§ Try it
The answer must be every line of the data that holds the word "item".
Information supplied Block Start
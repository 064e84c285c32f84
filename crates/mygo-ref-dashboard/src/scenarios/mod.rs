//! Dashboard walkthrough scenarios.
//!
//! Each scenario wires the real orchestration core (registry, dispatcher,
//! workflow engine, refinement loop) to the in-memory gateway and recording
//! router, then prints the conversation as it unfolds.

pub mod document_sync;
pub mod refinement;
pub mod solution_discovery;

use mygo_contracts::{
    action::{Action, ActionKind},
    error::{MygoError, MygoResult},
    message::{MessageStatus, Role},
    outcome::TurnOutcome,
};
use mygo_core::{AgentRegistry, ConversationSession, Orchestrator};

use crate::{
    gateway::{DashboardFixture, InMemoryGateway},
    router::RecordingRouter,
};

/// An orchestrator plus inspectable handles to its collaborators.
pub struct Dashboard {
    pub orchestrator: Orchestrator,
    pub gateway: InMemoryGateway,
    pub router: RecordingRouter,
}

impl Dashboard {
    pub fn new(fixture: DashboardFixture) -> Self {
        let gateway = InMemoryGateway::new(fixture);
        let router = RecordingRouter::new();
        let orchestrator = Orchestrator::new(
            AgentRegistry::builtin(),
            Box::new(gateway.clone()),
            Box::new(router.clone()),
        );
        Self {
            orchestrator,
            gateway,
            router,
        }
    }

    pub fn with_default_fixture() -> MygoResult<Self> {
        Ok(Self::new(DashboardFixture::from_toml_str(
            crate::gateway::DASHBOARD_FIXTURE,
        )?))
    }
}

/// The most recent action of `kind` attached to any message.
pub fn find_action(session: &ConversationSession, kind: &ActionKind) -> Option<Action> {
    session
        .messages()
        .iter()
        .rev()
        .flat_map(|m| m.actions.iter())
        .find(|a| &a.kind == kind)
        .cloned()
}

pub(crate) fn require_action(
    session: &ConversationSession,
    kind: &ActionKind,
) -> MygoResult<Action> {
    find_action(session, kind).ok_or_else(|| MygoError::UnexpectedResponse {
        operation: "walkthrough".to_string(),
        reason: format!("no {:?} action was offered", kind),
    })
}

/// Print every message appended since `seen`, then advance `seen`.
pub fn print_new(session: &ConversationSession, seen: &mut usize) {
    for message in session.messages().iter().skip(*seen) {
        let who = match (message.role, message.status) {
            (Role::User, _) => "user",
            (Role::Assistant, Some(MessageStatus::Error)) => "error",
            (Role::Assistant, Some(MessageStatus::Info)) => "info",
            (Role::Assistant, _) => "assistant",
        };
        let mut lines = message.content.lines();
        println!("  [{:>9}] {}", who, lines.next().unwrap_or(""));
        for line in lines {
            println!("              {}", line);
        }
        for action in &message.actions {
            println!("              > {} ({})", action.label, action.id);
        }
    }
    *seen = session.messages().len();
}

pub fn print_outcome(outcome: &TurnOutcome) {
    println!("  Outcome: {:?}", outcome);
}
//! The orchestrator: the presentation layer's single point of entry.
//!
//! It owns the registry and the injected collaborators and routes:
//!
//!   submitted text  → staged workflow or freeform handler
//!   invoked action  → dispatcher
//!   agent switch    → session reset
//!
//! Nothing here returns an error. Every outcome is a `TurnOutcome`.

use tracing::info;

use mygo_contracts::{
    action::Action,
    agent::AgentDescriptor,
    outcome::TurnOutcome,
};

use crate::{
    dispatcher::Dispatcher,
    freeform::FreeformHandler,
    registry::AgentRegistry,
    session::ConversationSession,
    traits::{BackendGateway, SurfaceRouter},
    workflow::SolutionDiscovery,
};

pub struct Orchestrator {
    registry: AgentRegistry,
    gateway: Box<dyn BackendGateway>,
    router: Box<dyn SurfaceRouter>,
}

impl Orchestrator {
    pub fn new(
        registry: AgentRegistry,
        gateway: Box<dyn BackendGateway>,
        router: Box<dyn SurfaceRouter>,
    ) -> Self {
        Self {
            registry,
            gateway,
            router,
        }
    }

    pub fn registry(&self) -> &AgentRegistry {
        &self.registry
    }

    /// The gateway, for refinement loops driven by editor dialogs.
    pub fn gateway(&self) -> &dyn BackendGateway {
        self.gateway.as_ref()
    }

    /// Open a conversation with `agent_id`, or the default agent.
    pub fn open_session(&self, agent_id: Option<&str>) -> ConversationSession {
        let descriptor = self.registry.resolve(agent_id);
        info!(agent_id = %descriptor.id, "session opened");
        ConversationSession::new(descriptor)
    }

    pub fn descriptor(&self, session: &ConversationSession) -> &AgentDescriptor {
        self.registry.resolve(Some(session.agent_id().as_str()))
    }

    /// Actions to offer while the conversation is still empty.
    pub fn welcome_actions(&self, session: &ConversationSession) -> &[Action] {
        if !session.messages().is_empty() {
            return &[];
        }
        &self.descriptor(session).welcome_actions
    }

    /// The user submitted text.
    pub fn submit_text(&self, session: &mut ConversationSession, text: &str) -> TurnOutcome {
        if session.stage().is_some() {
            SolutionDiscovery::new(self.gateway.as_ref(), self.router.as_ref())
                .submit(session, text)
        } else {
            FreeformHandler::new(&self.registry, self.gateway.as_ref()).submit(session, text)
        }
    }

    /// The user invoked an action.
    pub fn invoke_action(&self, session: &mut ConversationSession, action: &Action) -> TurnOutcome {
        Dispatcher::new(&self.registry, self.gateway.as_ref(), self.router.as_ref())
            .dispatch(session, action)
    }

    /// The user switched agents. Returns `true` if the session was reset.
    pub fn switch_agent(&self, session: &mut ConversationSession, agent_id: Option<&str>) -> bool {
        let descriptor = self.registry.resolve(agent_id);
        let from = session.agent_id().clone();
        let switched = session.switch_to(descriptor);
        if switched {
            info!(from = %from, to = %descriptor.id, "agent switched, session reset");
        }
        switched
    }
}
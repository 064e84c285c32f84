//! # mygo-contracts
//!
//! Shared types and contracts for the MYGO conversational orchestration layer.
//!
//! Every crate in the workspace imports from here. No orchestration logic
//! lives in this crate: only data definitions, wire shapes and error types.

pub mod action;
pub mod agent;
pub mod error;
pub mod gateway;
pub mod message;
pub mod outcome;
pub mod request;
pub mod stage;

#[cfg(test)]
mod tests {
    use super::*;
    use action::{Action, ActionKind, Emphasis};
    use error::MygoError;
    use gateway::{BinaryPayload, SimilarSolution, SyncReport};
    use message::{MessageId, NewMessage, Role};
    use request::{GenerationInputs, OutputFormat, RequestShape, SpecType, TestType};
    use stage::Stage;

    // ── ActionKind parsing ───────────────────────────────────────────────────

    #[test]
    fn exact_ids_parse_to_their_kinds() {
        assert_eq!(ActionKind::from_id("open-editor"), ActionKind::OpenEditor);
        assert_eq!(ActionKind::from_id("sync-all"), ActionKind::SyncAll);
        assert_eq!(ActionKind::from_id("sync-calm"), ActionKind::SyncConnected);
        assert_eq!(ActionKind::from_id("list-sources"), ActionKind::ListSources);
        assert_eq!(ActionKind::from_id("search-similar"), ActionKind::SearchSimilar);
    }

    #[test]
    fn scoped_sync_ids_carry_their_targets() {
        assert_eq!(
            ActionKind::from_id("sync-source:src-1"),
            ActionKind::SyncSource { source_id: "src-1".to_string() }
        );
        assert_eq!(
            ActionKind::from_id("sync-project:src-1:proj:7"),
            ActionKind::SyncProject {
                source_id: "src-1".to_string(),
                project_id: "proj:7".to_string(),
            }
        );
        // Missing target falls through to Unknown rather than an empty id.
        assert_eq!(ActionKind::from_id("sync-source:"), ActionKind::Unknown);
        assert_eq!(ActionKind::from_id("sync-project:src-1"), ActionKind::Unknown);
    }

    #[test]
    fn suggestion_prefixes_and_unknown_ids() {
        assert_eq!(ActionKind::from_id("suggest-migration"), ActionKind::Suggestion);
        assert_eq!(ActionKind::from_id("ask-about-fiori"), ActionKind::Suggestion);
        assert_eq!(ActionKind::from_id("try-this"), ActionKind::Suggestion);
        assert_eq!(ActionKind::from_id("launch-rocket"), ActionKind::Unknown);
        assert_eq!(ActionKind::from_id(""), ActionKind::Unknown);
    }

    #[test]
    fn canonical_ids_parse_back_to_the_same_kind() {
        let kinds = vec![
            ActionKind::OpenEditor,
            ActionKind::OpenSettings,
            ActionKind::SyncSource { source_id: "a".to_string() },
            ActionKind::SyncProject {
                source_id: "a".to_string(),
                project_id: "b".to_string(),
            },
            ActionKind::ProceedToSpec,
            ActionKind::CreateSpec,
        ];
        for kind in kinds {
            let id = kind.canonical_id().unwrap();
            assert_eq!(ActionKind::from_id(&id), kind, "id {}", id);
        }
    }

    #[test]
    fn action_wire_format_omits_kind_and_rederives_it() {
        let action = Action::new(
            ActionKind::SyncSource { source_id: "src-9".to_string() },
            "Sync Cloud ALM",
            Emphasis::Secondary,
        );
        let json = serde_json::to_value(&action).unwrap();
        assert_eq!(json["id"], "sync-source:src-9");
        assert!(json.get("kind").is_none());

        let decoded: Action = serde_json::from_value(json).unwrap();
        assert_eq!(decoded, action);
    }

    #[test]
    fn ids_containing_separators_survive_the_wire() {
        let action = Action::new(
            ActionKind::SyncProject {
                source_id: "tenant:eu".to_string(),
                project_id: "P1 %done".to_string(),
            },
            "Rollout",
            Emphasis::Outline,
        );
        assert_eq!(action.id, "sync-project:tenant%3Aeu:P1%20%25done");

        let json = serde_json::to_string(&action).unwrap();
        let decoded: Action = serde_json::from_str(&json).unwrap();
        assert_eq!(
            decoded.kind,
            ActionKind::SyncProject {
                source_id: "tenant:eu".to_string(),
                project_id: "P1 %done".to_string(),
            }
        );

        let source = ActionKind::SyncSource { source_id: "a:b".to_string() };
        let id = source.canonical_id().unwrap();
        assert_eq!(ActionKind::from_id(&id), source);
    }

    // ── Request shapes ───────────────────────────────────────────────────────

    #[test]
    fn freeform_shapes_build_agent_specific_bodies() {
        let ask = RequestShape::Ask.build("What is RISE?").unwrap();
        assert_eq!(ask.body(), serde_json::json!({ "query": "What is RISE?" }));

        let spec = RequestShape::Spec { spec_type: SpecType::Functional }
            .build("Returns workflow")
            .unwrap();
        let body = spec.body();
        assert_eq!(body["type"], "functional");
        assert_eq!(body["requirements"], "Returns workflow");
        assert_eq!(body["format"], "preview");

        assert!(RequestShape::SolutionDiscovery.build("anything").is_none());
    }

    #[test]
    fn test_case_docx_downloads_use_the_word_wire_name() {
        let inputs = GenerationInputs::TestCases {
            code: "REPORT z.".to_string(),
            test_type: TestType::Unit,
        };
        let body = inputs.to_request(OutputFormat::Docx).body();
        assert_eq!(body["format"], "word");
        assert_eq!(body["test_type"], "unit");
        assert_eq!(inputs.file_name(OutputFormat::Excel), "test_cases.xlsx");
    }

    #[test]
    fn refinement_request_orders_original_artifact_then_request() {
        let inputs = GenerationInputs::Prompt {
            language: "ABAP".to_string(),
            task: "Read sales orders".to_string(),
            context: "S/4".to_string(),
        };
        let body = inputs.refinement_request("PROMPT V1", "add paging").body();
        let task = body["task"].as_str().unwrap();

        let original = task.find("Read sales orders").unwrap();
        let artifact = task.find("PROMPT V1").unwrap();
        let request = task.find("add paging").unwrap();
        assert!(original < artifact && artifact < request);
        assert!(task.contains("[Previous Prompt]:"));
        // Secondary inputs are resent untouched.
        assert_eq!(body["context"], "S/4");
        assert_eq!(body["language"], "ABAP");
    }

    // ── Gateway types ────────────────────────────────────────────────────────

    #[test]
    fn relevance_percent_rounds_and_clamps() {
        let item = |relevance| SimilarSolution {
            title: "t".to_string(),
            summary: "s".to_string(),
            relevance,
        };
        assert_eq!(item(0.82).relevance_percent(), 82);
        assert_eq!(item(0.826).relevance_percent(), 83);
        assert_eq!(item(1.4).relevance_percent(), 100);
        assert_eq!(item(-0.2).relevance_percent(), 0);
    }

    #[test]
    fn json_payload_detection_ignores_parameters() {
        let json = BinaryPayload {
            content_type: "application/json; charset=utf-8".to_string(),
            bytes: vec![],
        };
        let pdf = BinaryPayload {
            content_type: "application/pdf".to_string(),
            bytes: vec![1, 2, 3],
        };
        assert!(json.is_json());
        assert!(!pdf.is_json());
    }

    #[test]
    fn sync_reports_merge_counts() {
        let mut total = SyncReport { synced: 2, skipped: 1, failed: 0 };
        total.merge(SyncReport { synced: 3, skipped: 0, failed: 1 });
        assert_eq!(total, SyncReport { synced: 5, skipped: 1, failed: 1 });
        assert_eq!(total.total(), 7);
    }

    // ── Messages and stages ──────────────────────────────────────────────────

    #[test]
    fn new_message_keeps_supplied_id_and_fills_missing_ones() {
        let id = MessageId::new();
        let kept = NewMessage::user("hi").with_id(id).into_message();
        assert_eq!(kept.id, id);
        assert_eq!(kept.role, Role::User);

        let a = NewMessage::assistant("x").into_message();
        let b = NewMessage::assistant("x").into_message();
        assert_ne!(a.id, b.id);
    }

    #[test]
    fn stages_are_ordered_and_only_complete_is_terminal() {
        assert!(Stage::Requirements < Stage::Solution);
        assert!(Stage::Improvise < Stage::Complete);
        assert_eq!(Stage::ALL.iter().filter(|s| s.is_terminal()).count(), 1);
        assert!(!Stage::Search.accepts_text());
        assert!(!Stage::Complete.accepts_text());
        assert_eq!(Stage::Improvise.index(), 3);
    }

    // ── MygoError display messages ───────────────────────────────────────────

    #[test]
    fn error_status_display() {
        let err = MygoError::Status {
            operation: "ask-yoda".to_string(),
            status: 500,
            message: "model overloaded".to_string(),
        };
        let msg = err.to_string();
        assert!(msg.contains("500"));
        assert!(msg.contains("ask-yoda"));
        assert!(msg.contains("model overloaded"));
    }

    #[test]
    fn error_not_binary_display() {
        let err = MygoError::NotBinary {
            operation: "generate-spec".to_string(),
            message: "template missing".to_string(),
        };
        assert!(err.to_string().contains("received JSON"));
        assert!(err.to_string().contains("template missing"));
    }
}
Information supplied Block End
§ Answer box
        let item = |relevance| SimilarSolution {
        assert_eq!(item(0.82).relevance_percent(), 82);
        assert_eq!(item(0.826).relevance_percent(), 83);
        assert_eq!(item(1.4).relevance_percent(), 100);
        assert_eq!(item(-0.2).relevance_percent(), 0);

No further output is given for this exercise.